A sudden thump-thump-thump drummed at her headboard, and through the wall came a muffled shout. She shot upright. There!
What in heaven's name was happening? Was there a lunatic or an injured person on the other side of that wall? The next instant, her brain caught up with the question. This was the wall she shared with the Viking. According to Mrs. Bickle, his fevered ramblings were worse at night.
Callie reached for a pillow and dragged it across her face. That should do the trick. For a moment, it seemed to. Then, through sparsely populated goose down, another shout sounded. How long could this go on? Where was Mrs. Bickle?
One minute passed, then another and another, as she reached for sleep. But she couldn't find it, not with the random bang of a fist against the wall at her head, accompanied by the odd exclamation. At last, she gave up.
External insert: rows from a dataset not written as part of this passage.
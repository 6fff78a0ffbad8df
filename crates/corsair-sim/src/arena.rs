//! Entity spawn factories for setting up the arena world.

use glam::Vec2;
use hecs::{Entity, World};
use rand::Rng;
use rand_chacha::ChaCha8Rng;

use corsair_core::constants::*;

use crate::components::{Asteroid, Body, Hull, Ship, ShipId, Team, WeaponRig};

/// Default hull pool sizes for arena ships.
pub const SHIP_MAX_HEALTH: f32 = 100.0;
pub const SHIP_MAX_SHIELD: f32 = 60.0;
pub const SHIP_MISSILE_LOADOUT: u32 = 4;

/// Spawn one combat ship and return its entity.
pub fn spawn_ship(
    world: &mut World,
    id: ShipId,
    team: Team,
    position: Vec2,
    heading_deg: f32,
) -> Entity {
    world.spawn((
        id,
        Ship { team },
        Body {
            position,
            velocity: Vec2::ZERO,
            heading_deg: heading_deg.rem_euclid(360.0),
            angular_rate_deg: 0.0,
        },
        Hull::new(SHIP_MAX_HEALTH, SHIP_MAX_SHIELD),
        WeaponRig::new(SHIP_MISSILE_LOADOUT),
    ))
}

/// Scatter asteroids across an annulus around the arena center,
/// leaving the spawn lanes near the middle clear.
pub fn spawn_asteroid_field(
    world: &mut World,
    rng: &mut ChaCha8Rng,
    count: usize,
    arena_radius: f32,
) {
    for _ in 0..count {
        let bearing: f32 = rng.gen_range(0.0..std::f32::consts::TAU);
        let range: f32 = rng.gen_range(0.25..0.95) * arena_radius;
        let radius: f32 = rng.gen_range(15.0..45.0);
        world.spawn((
            Body {
                position: Vec2::new(bearing.sin(), bearing.cos()) * range,
                velocity: Vec2::ZERO,
                heading_deg: 0.0,
                angular_rate_deg: 0.0,
            },
            Asteroid { radius },
        ));
    }
}

/// Two opposing ships facing each other across the arena, outside
/// engagement range so the opening moves are observable.
pub fn spawn_duel(world: &mut World) -> (Entity, Entity) {
    let south = spawn_ship(
        world,
        ShipId(0),
        Team::Crimson,
        Vec2::new(0.0, -ENGAGEMENT_RANGE),
        0.0,
    );
    let north = spawn_ship(
        world,
        ShipId(1),
        Team::Azure,
        Vec2::new(0.0, ENGAGEMENT_RANGE),
        180.0,
    );
    (south, north)
}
She swept blankets off her body and jerked on her nightrail. Cautiously, she poked her head through the crack in her door. When she saw that no one occupied the corridor, she traversed the short distance to her neighbor's door, her feet a quiet tiptoe against floorboards. Not that she needed to bother. A solitary woman's footsteps couldn't compete with the bedlam below.
Electing not to knock, she twisted the handle and tentatively pushed, expecting to find it locked. Instead, it opened on surprisingly silent hinges. A scold ready on her lips, she strode inside, scanning the room for Mrs. Bickle, who was most assuredly passed out from too much drink. The nurse's cot, however, was empty, and the privy corner, too.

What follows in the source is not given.